//! The `Forecaster` contract every concrete model (baseline, MFLES, ETS,
//! ARIMA, TBATS, MSTL, Ensemble) implements.

use crate::cancel::CancellationToken;
use crate::error::Result;
use crate::metrics;
use crate::series::{Forecast, ModelComponents, Series};

/// Which optional capabilities a `Forecaster` exposes. Callers branch on
/// these rather than calling a method and catching `Unsupported`.
#[derive(Debug, Clone, Copy, Default, PartialEq, Eq)]
pub struct Capabilities {
    pub prediction_intervals: bool,
    pub in_sample_fitted: bool,
    pub model_components: bool,
    pub information_criteria: bool,
}

/// The 8 accuracy metrics named in the external interface, computed
/// against a held-out actual vector.
#[derive(Debug, Clone, Copy)]
pub struct AccuracyMetrics {
    pub mae: f64,
    pub mse: f64,
    pub rmse: f64,
    pub mape: Option<f64>,
    pub smape: Option<f64>,
    pub mase: Option<f64>,
    pub r2: Option<f64>,
    pub bias: f64,
}

/// Common contract for every forecasting model in the crate.
///
/// `fit` consumes the implementor in place (it mutates `&mut self`) rather
/// than returning a new fitted type, so Auto-* selectors can hold a
/// `Vec<Box<dyn Forecaster>>` and refit the winner on the full series
/// without re-allocating a new trait object.
pub trait Forecaster {
    /// Fit the model to `series`, checking `cancel` between expensive
    /// internal steps (boosting rounds, search iterations).
    fn fit(&mut self, series: &Series, cancel: &CancellationToken) -> Result<()>;

    /// Produce a point forecast for `horizon` steps past the fitted series.
    fn predict(&self, horizon: usize) -> Result<Forecast>;

    /// Produce a forecast with prediction bands at `confidence_level`
    /// (e.g. `0.95`). Returns `Err(Unsupported)` if `capabilities()` does
    /// not advertise `prediction_intervals` instead of silently omitting
    /// bands.
    fn predict_with_confidence(&self, horizon: usize, confidence_level: f64) -> Result<Forecast>;

    /// Score `self`'s predictions against `actual` using the 8 metrics
    /// named in the external interface. `baseline` supplies the in-sample
    /// series `mase` scales against.
    fn score(&self, actual: &[f64], forecast: &[f64], baseline: &[f64]) -> Result<AccuracyMetrics> {
        Ok(AccuracyMetrics {
            mae: metrics::mae(actual, forecast)?,
            mse: metrics::mse(actual, forecast)?,
            rmse: metrics::rmse(actual, forecast)?,
            mape: metrics::mape(actual, forecast).ok(),
            smape: metrics::smape(actual, forecast).ok(),
            mase: metrics::mase(actual, forecast, baseline).ok(),
            r2: metrics::r2(actual, forecast).ok(),
            bias: metrics::bias(actual, forecast)?,
        })
    }

    /// A short, stable model name (e.g. `"ets(A,N,N)"`, `"mfles"`).
    fn name(&self) -> String;

    /// Which optional capabilities this implementation supports.
    fn capabilities(&self) -> Capabilities;

    /// Structured view of the fitted state, when `capabilities().model_components`.
    fn components(&self) -> Option<ModelComponents> {
        None
    }

    /// Akaike information criterion of the fit, when
    /// `capabilities().information_criteria`.
    fn aic(&self) -> Option<f64> {
        None
    }

    /// In-sample fitted values, when `capabilities().in_sample_fitted`.
    fn fitted_values(&self) -> Option<Vec<f64>> {
        None
    }
}

#[cfg(test)]
mod tests {
    use super::*;

    struct ConstantForecaster {
        value: f64,
    }

    impl Forecaster for ConstantForecaster {
        fn fit(&mut self, series: &Series, cancel: &CancellationToken) -> Result<()> {
            cancel.check()?;
            self.value = series.values().last().copied().unwrap_or(0.0);
            Ok(())
        }

        fn predict(&self, horizon: usize) -> Result<Forecast> {
            Ok(Forecast::point_only(vec![self.value; horizon]))
        }

        fn predict_with_confidence(&self, horizon: usize, _confidence_level: f64) -> Result<Forecast> {
            Ok(self.predict(horizon)?.unsupported_intervals())
        }

        fn name(&self) -> String {
            "constant".to_string()
        }

        fn capabilities(&self) -> Capabilities {
            Capabilities::default()
        }
    }

    #[test]
    fn default_score_uses_metrics_module() {
        let model = ConstantForecaster { value: 2.0 };
        let actual = vec![2.0, 2.0, 2.0];
        let forecast = vec![2.0, 2.0, 2.0];
        let baseline = vec![1.0, 2.0, 3.0, 4.0];
        let scored = model.score(&actual, &forecast, &baseline).unwrap();
        assert_eq!(scored.mae, 0.0);
        assert_eq!(scored.mse, 0.0);
    }

    #[test]
    fn unsupported_intervals_marks_flag() {
        let mut model = ConstantForecaster { value: 0.0 };
        let series = Series::new(vec![1.0, 2.0, 3.0]).unwrap();
        model.fit(&series, &CancellationToken::new()).unwrap();
        let forecast = model.predict_with_confidence(2, 0.95).unwrap();
        assert!(forecast.intervals_unsupported);
    }
}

--- --- ---

PROBLEM REQUIREMENTS
Extract every line above containing the word "horizon".

OUTPUT FOR THIS TASK
    /// Produce a point forecast for `horizon` steps past the fitted series.
    fn predict(&self, horizon: usize) -> Result<Forecast>;
    fn predict_with_confidence(&self, horizon: usize, confidence_level: f64) -> Result<Forecast>;
        fn predict(&self, horizon: usize) -> Result<Forecast> {
            Ok(Forecast::point_only(vec![self.value; horizon]))
        fn predict_with_confidence(&self, horizon: usize, _confidence_level: f64) -> Result<Forecast> {
            Ok(self.predict(horizon)?.unsupported_intervals())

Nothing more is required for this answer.